TASK OBJECTIVE:
Write the records out once more, exactly as they appear below.

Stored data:

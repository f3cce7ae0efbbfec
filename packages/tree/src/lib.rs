//! A reference tree of named components for latewire.
//!
//! The core crate only speaks the [`SearchRoot`] contract; this crate
//! provides the tree behind it: components linked parent/child, each with a
//! tag and an optional bindable object. Systems that already have their own
//! component hierarchy implement [`SearchRoot`] themselves and skip this
//! crate entirely.
//!
//! # Tag grammar
//!
//! - Segments are separated by `:` - `"bus:sound1"` is the `sound1` child
//!   of the `bus` child of the search root.
//! - A leading `:` resolves from the tree root instead of the search root;
//!   `":sound1"` names the same component from anywhere in the tree.
//! - A `^` segment steps to the parent.
//! - Empty segments are malformed.
//!
//! # Example
//!
//! ```rust
//! use std::rc::Rc;
//! use latewire_core::LateBound;
//! use latewire_tree::Component;
//!
//! struct Speaker;
//!
//! impl Speaker {
//!     fn play(&self, _note: i32) {}
//! }
//!
//! let root = Component::root("machine");
//! root.add_child_object("sound1", Rc::new(Speaker));
//!
//! let mut play: LateBound<i32> = LateBound::named(Speaker::play, "play", "sound1");
//! play.bind(&root).unwrap();
//! play.invoke(60);
//! ```

mod component;

pub use component::Component;

// Re-export the seam types callers and implementors share
pub use latewire_core::{ResolveError, SearchRoot, TargetRef};
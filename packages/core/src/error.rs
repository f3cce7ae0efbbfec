//! Error types for the core layer.

use latewire_callable::BindError;
use thiserror::Error;

/// Resolution failures, owned by the naming collaborator.
///
/// Every [`crate::SearchRoot`] implementation reports failures in this
/// vocabulary so callers see the same errors regardless of which tree is
/// behind the seam.
#[derive(Debug, Error, Clone, PartialEq, Eq)]
pub enum ResolveError {
    /// The name does not reach any component under the search root.
    #[error("no component named '{name}' under '{root}'")]
    NotFound {
        /// The target name as requested.
        name: String,
        /// Diagnostic tag of the search root.
        root: String,
    },

    /// The name is not a well-formed tag path.
    #[error("malformed target name '{name}': {message}")]
    InvalidName { name: String, message: String },

    /// The name reaches a component that carries nothing to bind to.
    #[error("component '{name}' under '{root}' carries no bindable object")]
    Unbindable { name: String, root: String },
}

/// Errors at the core layer.
#[derive(Debug, Error, Clone, PartialEq, Eq)]
pub enum Error {
    /// The naming collaborator could not produce a target.
    #[error("resolution failed: {0}")]
    Resolve(#[from] ResolveError),

    /// The callable refused the resolved target.
    #[error("bind failed: {0}")]
    Bind(#[from] BindError),

    /// Resolution was requested but no target name was ever given.
    #[error("callable has no target name to resolve")]
    NoTargetName,
}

RESPONSE:
repository f3cce7ae0efbbfec
filename packages/tree/src/lib.rs
//! A reference tree of named components for latewire.
//!
//! The core crate only speaks the [`SearchRoot`] contract; this crate
//! provides the tree behind it: components linked parent/child, each with a
//! tag and an optional bindable object. Systems that already have their own
//! component hierarchy implement [`SearchRoot`] themselves and skip this
//! crate entirely.
//!
//! # Tag grammar
//!
//! - Segments are separated by `:` - `"bus:sound1"` is the `sound1` child
//!   of the `bus` child of the search root.
//! - A leading `:` resolves from the tree root instead of the search root;
//!   `":sound1"` names the same component from anywhere in the tree.
//! - A `^` segment steps to the parent.
//! - Empty segments are malformed.
//!
//! # Example
//!
//! ```rust
//! use std::rc::Rc;
//! use latewire_core::LateBound;
//! use latewire_tree::Component;
//!
//! struct Speaker;
//!
//! impl Speaker {
//!     fn play(&self, _note: i32) {}
//! }
//!
//! let root = Component::root("machine");
//! root.add_child_object("sound1", Rc::new(Speaker));
//!
//! let mut play: LateBound<i32> = LateBound::named(Speaker::play, "play", "sound1");
//! play.bind(&root).unwrap();
//! play.invoke(60);
//! ```

mod component;

pub use component::Component;

// Re-export the seam types callers and implementors share
pub use latewire_core::{ResolveError, SearchRoot, TargetRef};
filename packages/core/src/error.rs
repository f3cce7ae0efbbfec
//! Error types for the core layer.

use latewire_callable::BindError;
use thiserror::Error;

/// Resolution failures, owned by the naming collaborator.
///
/// Every [`crate::SearchRoot`] implementation reports failures in this
/// vocabulary so callers see the same errors regardless of which tree is
/// behind the seam.
#[derive(Debug, Error, Clone, PartialEq, Eq)]
pub enum ResolveError {
    /// The name does not reach any component under the search root.
    #[error("no component named '{name}' under '{root}'")]
    NotFound {
        /// The target name as requested.
        name: String,
        /// Diagnostic tag of the search root.
        root: String,
    },

    /// The name is not a well-formed tag path.
    #[error("malformed target name '{name}': {message}")]
    InvalidName { name: String, message: String },

    /// The name reaches a component that carries nothing to bind to.
    #[error("component '{name}' under '{root}' carries no bindable object")]
    Unbindable { name: String, root: String },
}

/// Errors at the core layer.
#[derive(Debug, Error, Clone, PartialEq, Eq)]
pub enum Error {
    /// The naming collaborator could not produce a target.
    #[error("resolution failed: {0}")]
    Resolve(#[from] ResolveError),

    /// The callable refused the resolved target.
    #[error("bind failed: {0}")]
    Bind(#[from] BindError),

    /// Resolution was requested but no target name was ever given.
    #[error("callable has no target name to resolve")]
    NoTargetName,
}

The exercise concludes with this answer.